Balancing sport and school
Set to graduate in 2015, D’Alessio first thought about pursuing a legal career while studying political science and philosophy at Saint Mary’s University (she earned her undergraduate degree in 2009). Her current interests are family and criminal law. She also especially enjoyed last year’s Sopinka McKelvey moot. “We were learning trial experience, and we did a criminal trial where we had to think on our feet. It was very engaging.”
D’Alessio was involved at Schulich beyond academics, as president of the Domus Legis Society and a member of the Law Students’ Society’s grad committee. “I like to juggle a few things,” she says. “It helps keep me on my toes.” A typical day involved classes from 9 a.m. to around 2 p.m., at which time she would head to the Banook Canoe Club in Dartmouth to coach for a couple of hours (she’s interim head coach for the 17-and-under age group). Three days a week, D’Alessio got up at 5:30 a.m. to coach for a couple of hours at Banook or the Dartmouth Sportsplex before classes started.
To maintain her own fitness level, D’Alessio regularly weight trains and runs. She trained locally last summer and, when classes resumed in September, continued doing so throughout the fall when classes were done for the day. She is currently facing a setback due to complications of a thyroid condition.
I learned early that I can’t be one-dimensional, that juggling a few things helps make me more productive.
After she graduates, her ideal situation would involve time for her plans to race for a spot on the August 2016 Olympic team in Rio de Janeiro, allowing time for the necessary high-intensity training, will consume roughly 25 hours per week.
“Right now I’ve sacrificed my training for school and coaching, which helps pay bills and offsets the cost of going to school,” says D’Alessio. “When I was a full-time athlete, I would balance out the elements of my life that were important—training, spending time with my family, friends and boyfriend, getting enough rest and working a bit on the side.

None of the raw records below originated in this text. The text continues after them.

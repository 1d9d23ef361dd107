/*
 * shae: analyse GPU shader ISA dumps.
 * Copyright (C) 2022  Ruifeng Xie
 *
 * This program is free software: you can redistribute it and/or modify
 * it under the terms of the GNU Affero General Public License as
 * published by the Free Software Foundation, either version 3 of the
 * License, or (at your option) any later version.
 *
 * This program is distributed in the hope that it will be useful,
 * but WITHOUT ANY WARRANTY; without even the implied warranty of
 * MERCHANTABILITY or FITNESS FOR A PARTICULAR PURPOSE.  See the
 * GNU Affero General Public License for more details.
 *
 * You should have received a copy of the GNU Affero General Public License
 * along with this program.  If not, see <https://www.gnu.org/licenses/>.
 */

//! Basic blocks, and the control flow graph between them.

use std::collections::HashMap;
use displaydoc::Display;
use smallvec::SmallVec;
use thiserror::Error;

use crate::instr::{Instruction, RegisterSet};

/// Label of the synthetic entry block.
pub const ENTRY: &str = "entry";

/// Label of the synthetic exit block.
pub const EXIT: &str = "exit";

/// Basic block.
#[derive(Debug, Clone, Eq, PartialEq)]
pub struct BasicBlock {
    /// Label of this block, unique among all the blocks of a program.
    pub label: String,
    /// All the instructions in this basic block.
    pub instructions: Vec<Instruction>,
    /// Position of this block, in order of creation.
    pub order: usize,
    /// Successor blocks, without duplicates.
    pub successors: SmallVec<[usize; 2]>,
    /// Predecessor blocks, without duplicates.
    pub predecessors: Vec<usize>,
}

impl BasicBlock {
    fn new(label: String, instructions: Vec<Instruction>, order: usize) -> BasicBlock {
        BasicBlock {
            label,
            instructions,
            order,
            successors: SmallVec::new(),
            predecessors: Vec::new(),
        }
    }

    /// Whether or not this block has no instructions.
    pub fn is_empty(&self) -> bool { self.instructions.is_empty() }
    /// Is this the synthetic entry block?
    pub fn is_entry(&self) -> bool { self.label == ENTRY }
    /// Is this the synthetic exit block?
    pub fn is_exit(&self) -> bool { self.label == EXIT }
    /// The last instruction in this block.
    pub fn last_instr(&self) -> Option<&Instruction> { self.instructions.last() }

    /// VGPRs read and written within this block, regardless of liveness across blocks.
    pub fn used_vgprs(&self) -> RegisterSet {
        RegisterSet::merge(self.instructions.iter().map(Instruction::registers))
    }
}

/// Program validation error during conversion to a series of basic blocks.
#[derive(Debug, Display, Error, Eq, PartialEq)]
pub enum Error {
    /// the branch ending block `{block}` targets an unknown label `{target}`
    UnresolvedTarget {
        /// The block ending with the offending branch.
        block: String,
        /// The unknown label.
        target: String,
    },
    /// the branch ending block `{block}` has no target
    MissingTarget {
        /// The block ending with the offending branch.
        block: String,
    },
    /// label `{0}` names more than one basic block
    DuplicateLabel(String),
}

/// Where the control flow goes after a block.
enum Exit {
    Fallthrough,
    Branch(usize),
    Jump(usize),
}

/// Collection of basic blocks for an instruction stream, starting with an empty [`ENTRY`] block,
/// and ending with an empty [`EXIT`] block.
#[derive(Debug, Clone, Default, Eq, PartialEq)]
pub struct Blocks {
    blocks: Vec<BasicBlock>,
    by_label: HashMap<String, usize>,
}

impl Blocks {
    /// Partition the instructions into basic blocks, and link them into a control flow graph.
    pub fn build(instructions: Vec<Instruction>) -> Result<Blocks, Error> {
        let mut blocks = Blocks::default();
        let mut current_label = ENTRY.to_string();
        let mut current = Vec::new();
        let mut start_on_next = true;

        for instr in instructions {
            if instr.label().is_some() || start_on_next {
                let next_label = match instr.label() {
                    Some(label) => label.to_string(),
                    None => format!("basic_block_{}", blocks.len() + 1),
                };
                let label = std::mem::replace(&mut current_label, next_label);
                blocks.push(label, std::mem::take(&mut current))?;
                start_on_next = false;
            }
            if instr.is_branch() || instr.is_jump() {
                start_on_next = true;
            }
            current.push(instr);
        }
        // an empty instruction stream still gets its entry block
        if !current.is_empty() || blocks.is_empty() {
            blocks.push(current_label, current)?;
        }
        blocks.push(EXIT.to_string(), Vec::new())?;

        blocks.link_all()?;
        tracing::debug!(count = blocks.len(), "basic blocks built");
        Ok(blocks)
    }

    fn push(&mut self, label: String, instructions: Vec<Instruction>) -> Result<(), Error> {
        let order = self.blocks.len();
        if self.by_label.insert(label.clone(), order).is_some() {
            return Err(Error::DuplicateLabel(label));
        }
        self.blocks.push(BasicBlock::new(label, instructions, order));
        Ok(())
    }

    fn link(&mut self, from: usize, to: usize) {
        if !self.blocks[from].successors.contains(&to) {
            self.blocks[from].successors.push(to);
            self.blocks[to].predecessors.push(from);
        }
    }

    fn resolve(&self, block: &BasicBlock, instr: &Instruction) -> Result<usize, Error> {
        let target = instr.target()
            .ok_or_else(|| Error::MissingTarget { block: block.label.clone() })?;
        self.index_of(target).ok_or_else(|| Error::UnresolvedTarget {
            block: block.label.clone(),
            target: target.to_string(),
        })
    }

    fn link_all(&mut self) -> Result<(), Error> {
        for k in 0..self.blocks.len() - 1 {
            let block = &mut self.blocks[k];
            let label = block.label.clone();
            if let Some(first) = block.instructions.first_mut() {
                if first.label() != Some(label.as_str()) {
                    first.set_label(label);
                }
            }
            let block = &self.blocks[k];
            let exit = match block.last_instr() {
                Some(instr) if instr.is_branch() => Exit::Branch(self.resolve(block, instr)?),
                Some(instr) if instr.is_jump() => Exit::Jump(self.resolve(block, instr)?),
                _ => Exit::Fallthrough,
            };
            match exit {
                Exit::Branch(target) => {
                    self.link(k, target);
                    self.link(k, k + 1);
                }
                Exit::Jump(target) => self.link(k, target),
                Exit::Fallthrough => self.link(k, k + 1),
            }
        }
        Ok(())
    }

    /// All the blocks, in order of creation.
    pub fn blocks(&self) -> &[BasicBlock] { &self.blocks }
    /// Number of blocks.
    pub fn len(&self) -> usize { self.blocks.len() }
    /// Always `false` for blocks obtained from [`Blocks::build`].
    pub fn is_empty(&self) -> bool { self.blocks.is_empty() }
    /// Index of the block with this label.
    pub fn index_of(&self, label: &str) -> Option<usize> { self.by_label.get(label).copied() }
    /// The block with this label.
    pub fn get(&self, label: &str) -> Option<&BasicBlock> {
        self.index_of(label).map(|k| &self.blocks[k])
    }
    /// Index of the entry block.
    pub fn entry(&self) -> usize { 0 }
    /// Index of the exit block.
    pub fn exit(&self) -> usize { self.blocks.len() - 1 }
    /// All the instructions, in program order.
    pub fn instructions(&self) -> impl Iterator<Item=&Instruction> {
        self.blocks.iter().flat_map(|block| block.instructions.iter())
    }
}

impl std::ops::Index<usize> for Blocks {
    type Output = BasicBlock;
    fn index(&self, index: usize) -> &BasicBlock { &self.blocks[index] }
}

I learned early that I can’t be one-dimensional, that juggling a few things helps make me more productive.”
D’Alessio sees her career in law as a marathon, not a sprint.
Although there’s a broad window, age-wise, for elite-level kayaking, D’Alessio feels that 2016, when she’ll be 31, will be her last opportunity to compete in the K1 500m at an Olympic Games. If she proceeds with her training plan for Rio, she would be based in Dartmouth but spend the winter months in Florida.
D’Alessio values the opportunities that representing Canada on an international stage has offered her. “Sport has opened the world to me, but there was never much opportunity for sightseeing when I was competing in different countries,” she says, laughing. “What I liked most was finding the local square, sitting to have a coffee and watching people walk by.”
With so much on the go, D’Alessio appreciates her rare downtime, preferring to spend it with her close-knit family and her boyfriend. Another important companion is her eight-year-old miniature cockapoo, Boots, whom she enjoys taking for walks and to Rainbow Haven beach. But after she’s relaxed and rested, it isn’t long before D’Alessio is geared up to go again, whether it’s at work or on the water.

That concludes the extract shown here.